Activity: Write out, from the entries below, exactly the lines that run between the lines holding "self.consumed.set(self.at);" and "(size prefix excluded).", inclusive, and stop there.

Task input:

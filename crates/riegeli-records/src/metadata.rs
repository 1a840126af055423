//! File Metadata Chunk
//!
//! Directly after the signature, a file may carry one `FileMetadata`
//! chunk describing the record type (a serialized message, opaque to the
//! container). Its payload is a one-record transposed chunk body whose
//! header nevertheless declares zero records, so readers that do not ask
//! for metadata stream straight over it.

use bytes::Bytes;
use riegeli_chunk::transpose_decoder;
use riegeli_chunk::transpose_encoder::TransposeEncoder;
use riegeli_chunk::{Chunk, ChunkType, CompressorOptions, FieldProjection};
use riegeli_core::{Error, Result};

/// The serialized record-type description of a file; opaque bytes.
#[derive(Debug, Clone, Default, PartialEq, Eq)]
pub struct RecordsMetadata {
    serialized: Bytes,
}

impl RecordsMetadata {
    pub fn new(serialized: Bytes) -> Self {
        Self { serialized }
    }

    /// Metadata of a file that carries none.
    pub fn empty() -> Self {
        Self::default()
    }

    pub fn is_empty(&self) -> bool {
        self.serialized.is_empty()
    }

    pub fn serialized(&self) -> &Bytes {
        &self.serialized
    }

    pub fn into_bytes(self) -> Bytes {
        self.serialized
    }
}

/// Encodes serialized metadata as the FileMetadata chunk.
pub(crate) fn encode_metadata_chunk(
    serialized: &[u8],
    options: CompressorOptions,
) -> Result<Chunk> {
    let mut encoder = TransposeEncoder::new(options);
    encoder.add_record(serialized)?;
    encoder.encode_as(ChunkType::FileMetadata, 0)
}

/// Decodes a FileMetadata chunk read at file position `pos`.
pub(crate) fn decode_metadata_chunk(chunk: &Chunk, pos: u64) -> Result<RecordsMetadata> {
    if chunk.header.chunk_type != ChunkType::FileMetadata {
        return Err(Error::internal("not a file metadata chunk"));
    }
    if chunk.header.num_records != 0 {
        return Err(Error::data_loss(format!(
            "file metadata chunk at {pos} declares {} records",
            chunk.header.num_records
        )));
    }
    let decoded = transpose_decoder::decode(
        &chunk.data.to_bytes(),
        1,
        chunk.header.decoded_data_size,
        &FieldProjection::All,
        pos,
    )?;
    Ok(RecordsMetadata::new(decoded.record(0)))
}
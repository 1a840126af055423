//! Chunk Payload Decompression
//!
//! The inverse of [`Compressor`](crate::compressor::Compressor): a
//! variant over the codec set, constructed from the compression-type
//! byte, reading from an in-memory chunk payload. For compressed streams
//! the leading varint declares the exact decompressed size.
//!
//! Verification on close is two separate checks, and both must hold:
//! the decompressed output reached exactly its logical end (the declared
//! size, with nothing further to read), and the compressed input was
//! fully consumed by the codec. The second check matters on its own:
//! chunk hashes cover whatever bytes the writer put in the payload, so a
//! hash-valid payload can still carry trailing bytes after the codec's
//! own frame end, and the codec would silently stop short of them. Each
//! failure is `DataLoss`.
//!
//! The chunk payload is always fully in memory by the time it is
//! decompressed (the framing layer must read it to verify the data hash),
//! so a codec read error can only mean corruption, never an I/O fault.

use std::cell::Cell;
use std::io::{self, Read};
use std::rc::Rc;

use bytes::Bytes;
use riegeli_core::{varint, Error, Result};

use crate::types::CompressionType;

/// Feeds the compressed slice to a codec while mirroring how far into
/// the slice the codec has read.
///
/// `step` caps how many bytes one `read` call hands out. Brotli and zstd
/// get one byte per call, so their internal buffers never hold input
/// past their own frame end and the mirrored count lands exactly on the
/// frame boundary. Snappy framing reads its source to the end (or
/// errors), so it gets whole chunks.
struct TrackedSource<'a> {
    data: &'a [u8],
    at: usize,
    consumed: Rc<Cell<usize>>,
    step: usize,
}

impl<'a> TrackedSource<'a> {
    fn new(data: &'a [u8], consumed: Rc<Cell<usize>>, step: usize) -> Self {
        Self {
            data,
            at: 0,
            consumed,
            step,
        }
    }
}

impl io::Read for TrackedSource<'_> {
    fn read(&mut self, buf: &mut [u8]) -> io::Result<usize> {
        let take = buf.len().min(self.step).min(self.data.len() - self.at);
        buf[..take].copy_from_slice(&self.data[self.at..self.at + take]);
        self.at += take;
        self.consumed.set(self.at);
        Ok(take)
    }
}

/// Streaming decompressor over an in-memory compressed payload.
pub struct Decompressor<'a> {
    inner: Inner<'a>,
    /// Declared decompressed size; `None` for an uncompressed stream.
    declared_size: Option<u64>,
    produced: u64,
    /// Length of the input handed to the codec (size prefix excluded).
    input_len: usize,
    /// Bytes of that input the codec has taken so far.
    input_consumed: Rc<Cell<usize>>,
}

enum Inner<'a> {
    None(TrackedSource<'a>),
    Brotli(brotli::Decompressor<TrackedSource<'a>>),
    Zstd(zstd::stream::read::Decoder<'static, io::BufReader<TrackedSource<'a>>>),
    Snappy(snap::read::FrameDecoder<TrackedSource<'a>>),
}

impl<'a> Decompressor<'a> {
    /// Opens `data` (the stream after the compression-type byte).
    ///
    /// `pos` is the file position of the enclosing chunk, used in error
    /// messages.
    pub fn new(kind: CompressionType, mut data: &'a [u8], pos: u64) -> Result<Self> {
        let consumed = Rc::new(Cell::new(0));
        if kind == CompressionType::None {
            let source = TrackedSource::new(data, consumed.clone(), data.len().max(1));
            return Ok(Self {
                inner: Inner::None(source),
                declared_size: None,
                produced: 0,
                input_len: data.len(),
                input_consumed: consumed,
            });
        }
        let declared = varint::read_u64(&mut data).ok_or_else(|| {
            Error::data_loss(format!(
                "truncated decompressed-size prefix in chunk at {pos}"
            ))
        })?;
        let inner = match kind {
            CompressionType::None => unreachable!(),
            CompressionType::Brotli => Inner::Brotli(brotli::Decompressor::new(
                TrackedSource::new(data, consumed.clone(), 1),
                4096,
            )),
            CompressionType::Zstd => Inner::Zstd(
                zstd::stream::read::Decoder::new(TrackedSource::new(data, consumed.clone(), 1))
                    .map_err(|e| Error::data_loss(format!("bad zstd stream at {pos}: {e}")))?
                    .single_frame(),
            ),
            CompressionType::Snappy => Inner::Snappy(snap::read::FrameDecoder::new(
                TrackedSource::new(data, consumed.clone(), data.len().max(1)),
            )),
        };
        Ok(Self {
            inner,
            declared_size: Some(declared),
            produced: 0,
            input_len: data.len(),
            input_consumed: consumed,
        })
    }

    /// The decompressed size if the stream declares one.
    pub fn declared_size(&self) -> Option<u64> {
        self.declared_size
    }

    /// Input bytes the codec has left untouched.
    fn input_remaining(&self) -> usize {
        self.input_len - self.input_consumed.get()
    }

    /// Verifies both end conditions: the decompressed output is exactly
    /// at its logical end, and the compressed input was fully consumed.
    pub fn verify_end(mut self, pos: u64) -> Result<()> {
        let mut probe = [0u8; 1];
        let extra = self
            .read(&mut probe)
            .map_err(|e| Error::data_loss(format!("corrupt chunk payload at {pos}: {e}")))?;
        if extra != 0 {
            return Err(Error::data_loss(format!(
                "chunk payload at {pos} has data past its logical end"
            )));
        }
        if let Some(declared) = self.declared_size {
            if self.produced != declared {
                return Err(Error::data_loss(format!(
                    "chunk payload at {pos} decompressed to {} bytes, declared {}",
                    self.produced, declared
                )));
            }
        }
        let trailing = self.input_remaining();
        if trailing != 0 {
            return Err(Error::data_loss(format!(
                "chunk payload at {pos} has {trailing} bytes after the compressed stream"
            )));
        }
        Ok(())
    }
}

impl io::Read for Decompressor<'_> {
    fn read(&mut self, buf: &mut [u8]) -> io::Result<usize> {
        let n = match &mut self.inner {
            Inner::None(inner) => inner.read(buf)?,
            Inner::Brotli(inner) => inner.read(buf)?,
            Inner::Zstd(inner) => inner.read(buf)?,
            Inner::Snappy(inner) => inner.read(buf)?,
        };
        self.produced += n as u64;
        Ok(n)
    }
}

/// Decompresses a whole payload stream and verifies its end: exact
/// declared output size and a fully consumed input.
///
/// Any codec failure or mismatch on either side is `DataLoss` naming
/// `pos`.
pub fn decompress_fully(kind: CompressionType, data: &[u8], pos: u64) -> Result<Bytes> {
    let mut decompressor = Decompressor::new(kind, data, pos)?;
    let capacity = decompressor
        .declared_size()
        .unwrap_or(data.len() as u64)
        .min(1 << 20) as usize;
    let mut out = Vec::with_capacity(capacity);
    decompressor
        .read_to_end(&mut out)
        .map_err(|e| Error::data_loss(format!("corrupt chunk payload at {pos}: {e}")))?;
    if let Some(declared) = decompressor.declared_size() {
        if out.len() as u64 != declared {
            return Err(Error::data_loss(format!(
                "chunk payload at {pos} decompressed to {} bytes, declared {declared}",
                out.len()
            )));
        }
    }
    let trailing = decompressor.input_remaining();
    if trailing != 0 {
        return Err(Error::data_loss(format!(
            "chunk payload at {pos} has {trailing} bytes after the compressed stream"
        )));
    }
    Ok(Bytes::from(out))
}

Result below:
        self.consumed.set(self.at);
        Ok(take)
    }
}

/// Streaming decompressor over an in-memory compressed payload.
pub struct Decompressor<'a> {
    inner: Inner<'a>,
    /// Declared decompressed size; `None` for an uncompressed stream.
    declared_size: Option<u64>,
    produced: u64,
    /// Length of the input handed to the codec (size prefix excluded).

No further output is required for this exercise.